How to Travel With Extended Family so that Everyone Gets a Vacation
Families get together at one of their homes for Thanksgiving, holidays, in times of need or celebrations. Sometimes, it’s a rocky relationship among a few (or more) members of the group so why consider vacationing together? Vacations are a time of leisure, but they’re also about escape. Consider the neutral territory—no one person’s home but a location far from everyone’s hectic pace and daily routines. It can work and even be a blissful time for all, as long as some ground rules are agreed upon by all.

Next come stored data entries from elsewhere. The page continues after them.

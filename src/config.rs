use config::{Config, ConfigError, Environment, File};
use serde::Deserialize;
use std::path::Path;
use crate::models::{Locale, ScoringParams};

/// Application configuration
#[derive(Debug, Clone, Deserialize)]
pub struct Settings {
    pub server: ServerSettings,
    pub catalog: CatalogSettings,
    #[serde(default)]
    pub database: Option<DatabaseSettings>,
    #[serde(default)]
    pub cache: CacheSettings,
    #[serde(default)]
    pub recommendation: RecommendationSettings,
    #[serde(default)]
    pub scoring: ScoringParams,
    #[serde(default)]
    pub logging: LoggingSettings,
}

#[derive(Debug, Clone, Deserialize)]
pub struct ServerSettings {
    pub host: String,
    pub port: u16,
    pub workers: Option<usize>,
}

/// Which store backs the club catalog
#[derive(Debug, Clone, Copy, PartialEq, Eq, Deserialize)]
#[serde(rename_all = "lowercase")]
pub enum CatalogBackend {
    Postgres,
    Rest,
}

#[derive(Debug, Clone, Deserialize)]
pub struct CatalogSettings {
    pub backend: CatalogBackend,
    #[serde(default)]
    pub rest: Option<RestSettings>,
}

#[derive(Debug, Clone, Deserialize)]
pub struct RestSettings {
    pub endpoint: String,
    pub api_key: String,
    #[serde(default = "default_table")]
    pub table: String,
    #[serde(default = "default_timeout_secs")]
    pub timeout_secs: u64,
}

fn default_table() -> String { "clubs".to_string() }
fn default_timeout_secs() -> u64 { 30 }

#[derive(Debug, Clone, Deserialize)]
pub struct DatabaseSettings {
    pub url: String,
    pub max_connections: Option<u32>,
    pub min_connections: Option<u32>,
    pub acquire_timeout_secs: Option<u64>,
    pub idle_timeout_secs: Option<u64>,
}

#[derive(Debug, Clone, Default, Deserialize)]
pub struct CacheSettings {
    /// Leave unset to run with the in-process cache only
    pub redis_url: Option<String>,
    pub ttl_secs: Option<u64>,
    pub l1_cache_size: Option<u64>,
}

#[derive(Debug, Clone, Deserialize)]
pub struct RecommendationSettings {
    #[serde(default)]
    pub default_locale: Locale,
    #[serde(default = "default_max_reasons")]
    pub max_reasons: usize,
    #[serde(default = "default_limit_per_type")]
    pub limit_per_type: usize,
}

impl Default for RecommendationSettings {
    fn default() -> Self {
        Self {
            default_locale: Locale::default(),
            max_reasons: default_max_reasons(),
            limit_per_type: default_limit_per_type(),
        }
    }
}

fn default_max_reasons() -> usize { 3 }
fn default_limit_per_type() -> usize { 5 }

#[derive(Debug, Clone, Deserialize)]
pub struct LoggingSettings {
    #[serde(default = "default_log_level")]
    pub level: String,
    #[serde(default = "default_log_format")]
    pub format: String,
}

impl Default for LoggingSettings {
    fn default() -> Self {
        Self {
            level: default_log_level(),
            format: default_log_format(),
        }
    }
}

fn default_log_level() -> String { "info".to_string() }
fn default_log_format() -> String { "json".to_string() }

impl Settings {
    /// Load configuration from file and environment variables
    ///
    /// Configuration is loaded in the following order (later overrides earlier):
    /// 1. Default values in the struct
    /// 2. Configuration file (config/default.toml)
    /// 3. Local overrides (config/local.toml)
    /// 4. Environment variables (prefixed with CLUBFIT__)
    pub fn load() -> Result<Self, ConfigError> {
        let mut settings = Config::builder()
            .add_source(File::with_name("config/default").required(false))
            .add_source(File::with_name("config/local").required(false))
            // e.g., CLUBFIT__SERVER__PORT -> server.port
            .add_source(
                Environment::with_prefix("CLUBFIT")
                    .prefix_separator("__")
                    .separator("__")
                    .try_parsing(true),
            )
            .build()?;

        settings = apply_conventional_env(settings)?;

        settings.try_deserialize()
    }

    /// Load configuration from a custom path
    pub fn load_from<P: AsRef<Path>>(path: P) -> Result<Self, ConfigError> {
        let settings = Config::builder()
            .add_source(File::from(path.as_ref()))
            .add_source(
                Environment::with_prefix("CLUBFIT")
                    .prefix_separator("__")
                    .separator("__")
                    .try_parsing(true),
            )
            .build()?;

        settings.try_deserialize()
    }
}

/// Honour the conventional `DATABASE_URL` and `REDIS_URL` variables when set
fn apply_conventional_env(settings: Config) -> Result<Config, ConfigError> {
    use std::env;

    let mut builder = Config::builder().add_source(settings);

    if let Ok(database_url) = env::var("DATABASE_URL") {
        builder = builder.set_override("database.url", database_url)?;
    }
    if let Ok(redis_url) = env::var("REDIS_URL") {
        builder = builder.set_override("cache.redis_url", redis_url)?;
    }

    builder.build()
}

Start with general ideas of a place—beach, tropical, mountains, country, domestic, international, fly or drive, etc. Consider keeping the group small, perhaps one or two families with kids and the grandparents (single aunts and uncles are great, if they’re willing to join you!). Have a frank discussion about budget ranges because not considering style of travel and cost can generate hard feelings before travel even begins.
Keep in mind everyone’s physical capabilities. Accessibility, easygoing hikes, wheelchair requests at airports, etc., and other considerations are important to avoid logistical issues, awkwardness, and the ability to keep the itinerary on schedule. It’s not always the grandparents in the travel party who could slow things down. Perhaps someone is traveling with an infant and will need some extra help along the way, depending on the day’s plans and/or the transportation to the destination.

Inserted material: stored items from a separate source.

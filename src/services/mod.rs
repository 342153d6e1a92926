// Service exports
pub mod cache;
pub mod catalog;
pub mod postgres;
pub mod rest;

pub use cache::{CacheError, CacheKey, CacheManager, CachedCatalog};
pub use catalog::{group_by_type, CatalogError, CatalogProvider, InMemoryCatalog};
pub use postgres::{PostgresCatalog, PostgresError};
pub use rest::{RestCatalogClient, RestError};
use actix_web::{web, HttpResponse, Responder};
use std::collections::BTreeMap;
use std::sync::Arc;
use validator::Validate;
use crate::config::RecommendationSettings;
use crate::core::{effective_swing_speed, handicap_from_average_score, resolved_price_guide, skill_band, Recommender};
use crate::models::{ErrorResponse, HealthResponse, InvalidateResponse, RecommendRequest, RecommendResponse, RecommendationView, UsedPriceRequest, UsedPriceResponse};
use crate::services::CatalogProvider;

/// Application state shared across all handlers
#[derive(Clone)]
pub struct AppState {
    pub catalog: Arc<dyn CatalogProvider>,
    pub recommender: Recommender,
    pub defaults: RecommendationSettings,
}

/// Configure all recommendation routes
pub fn configure(cfg: &mut web::ServiceConfig) {
    cfg
        .route("/health", web::get().to(health_check))
        .route("/recommendations", web::post().to(recommend))
        .route("/clubs/used-price", web::post().to(used_price))
        .route("/catalog/invalidate", web::post().to(invalidate_catalog));
}

/// Health check endpoint
async fn health_check(state: web::Data<AppState>) -> impl Responder {
    let catalog_healthy = state.catalog.health_check().await;

    let status = if catalog_healthy { "healthy" } else { "degraded" };

    HttpResponse::Ok().json(HealthResponse {
        status: status.to_string(),
        version: env!("CARGO_PKG_VERSION").to_string(),
        timestamp: chrono::Utc::now(),
    })
}

/// Recommend clubs endpoint
///
/// POST /api/v1/recommendations
///
/// Request body:
/// ```json
/// {
///   "height": 175,
///   "averageScore": 100,
///   "swingSpeed": 40,
///   "swingSpeedUnit": "mps",
///   "missTendencies": ["slice"],
///   "budget": 500000,
///   "clubTypes": ["driver", "iron"],
///   "locale": "ko",
///   "maxReasons": 3,
///   "limitPerType": 5
/// }
/// ```
async fn recommend(
    state: web::Data<AppState>,
    req: web::Json<RecommendRequest>,
) -> impl Responder {
    if let Err(errors) = req.validate() {
        tracing::info!("Validation failed for recommend request: {:?}", errors);
        return HttpResponse::BadRequest().json(ErrorResponse {
            error: "Validation failed".to_string(),
            message: errors.to_string(),
            status_code: 400,
        });
    }

    let profile = req.to_profile();
    let types = req.requested_types();
    let locale = req.locale.unwrap_or(state.defaults.default_locale);
    let max_reasons = req.max_reasons.unwrap_or(state.defaults.max_reasons);
    let limit_per_type = req.limit_per_type.unwrap_or(state.defaults.limit_per_type);

    tracing::info!("Recommending clubs for types {:?}", types);

    let catalog = match state.catalog.fetch_by_type(&types).await {
        Ok(catalog) => catalog,
        Err(e) => {
            tracing::error!("Failed to load catalog: {}", e);
            return HttpResponse::BadGateway().json(ErrorResponse {
                error: "Failed to load catalog".to_string(),
                message: e.to_string(),
                status_code: 502,
            });
        }
    };

    let candidates: usize = catalog.values().map(Vec::len).sum();
    let recommendations = state.recommender.recommend(&profile, &catalog, locale);

    let views: BTreeMap<_, Vec<RecommendationView>> = recommendations
        .iter()
        .map(|(club_type, recs)| {
            let shown = recs
                .iter()
                .take(limit_per_type)
                .map(|rec| RecommendationView::from_recommendation(rec, locale, max_reasons))
                .collect();
            (*club_type, shown)
        })
        .collect();

    let params = state.recommender.params();
    let response = RecommendResponse {
        request_id: uuid::Uuid::new_v4().to_string(),
        locale,
        estimated_swing_speed: effective_swing_speed(&profile, params).map(|s| s.round() as u16),
        handicap: profile
            .average_score
            .map(|s| handicap_from_average_score(s, params).round() as u16),
        skill_band: profile.average_score.map(|s| skill_band(s, params)),
        recommendations: views,
        generated_at: chrono::Utc::now(),
    };

    tracing::info!(
        "Returning recommendations for {} types (from {} candidates)",
        response.recommendations.len(),
        candidates
    );

    HttpResponse::Ok().json(response)
}

/// Resolve the used-price guide for a club
///
/// POST /api/v1/clubs/used-price
async fn used_price(req: web::Json<UsedPriceRequest>) -> impl Responder {
    HttpResponse::Ok().json(UsedPriceResponse {
        club_id: req.club.id.clone(),
        guide: resolved_price_guide(&req.club),
    })
}

/// Drop cached catalog entries after the club data changes
///
/// POST /api/v1/catalog/invalidate
async fn invalidate_catalog(state: web::Data<AppState>) -> impl Responder {
    match state.catalog.invalidate().await {
        Ok(()) => {
            tracing::info!("Catalog cache invalidated");
            HttpResponse::Ok().json(InvalidateResponse {
                success: true,
                invalidated_at: chrono::Utc::now(),
            })
        }
        Err(e) => {
            tracing::error!("Failed to invalidate catalog cache: {}", e);
            HttpResponse::InternalServerError().json(ErrorResponse {
                error: "Failed to invalidate catalog cache".to_string(),
                message: e.to_string(),
                status_code: 500,
            })
        }
    }
}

Let everyone get involved with the travel planning to keep the experience fair before and during the trip. Cuisines, sightseeing, excursions, accommodations (“I call big suite with the balcony!” might cause a few issues immediately upon arrival), and other decisions should be discussed prior to traveling. It is seemingly unbelievable that a fight can erupt over eating the last poppy seed bagel in an assortment but probably possible, depending on the personalities in the mix.

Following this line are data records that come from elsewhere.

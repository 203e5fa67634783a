//! Error types shared by the bookie bootstrap helpers
//!
//! Component-specific failures (index, topology) live in their own
//! crates; this type only covers configuration and process setup.

use thiserror::Error;

/// Common result type
pub type Result<T> = std::result::Result<T, Error>;

/// Common error type
#[derive(Debug, Error)]
pub enum Error {
    #[error("configuration error: {0}")]
    Configuration(#[from] config::ConfigError),

    #[error("logging setup error: {0}")]
    Logging(String),
}

impl Error {
    /// Create a logging setup error
    pub fn logging(msg: impl Into<String>) -> Self {
        Self::Logging(msg.into())
    }
}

Try to hash out the biggest decisions first. A beach house, a suite, number of rooms, amenities of a hotel if you’re staying at one, any type of accommodation and the budget for each family member are all important factors. Yes, everyone has a role—planner, the family member who is perpetually late, the straggler at the museum who reads every accompanying photo caption, the excessive selfie-taker, the drinker, etc. It can work—just keep everyone’s quirks in mind and plan accordingly.
While much of the planning seems overanalyzed or pessimistic, it’s really designed to keep everyone happy and balanced. You don’t have to spend all your time together but discuss it in advance to avoid hurt feelings for anyone who feels left out, which isn’t the intention. Make sure you have honest talks during the trip planning process. Perhaps a few members of the group don’t want to pay for an upgrade if it’s available or maybe someone detests a certain cuisine. While it’s important to plan what you all want to do, where you want to go, how actively or passively you want to spend your time, it is equally vital that you each talk about the dislikes and ‘prefer not to’ items.
Make the environment as fun and light-hearted as you would if you were at the table at Thanksgiving. Laugh, spend a few hours apart, and enjoy a hearty meal together. Maybe buy a few photo frames after the trip to print a few of the best images (always include some B&W pictures). It’s amazing that, just like your own trips, the group ones may have some mishaps but you’ll likely all laugh and even cherish them after the fact.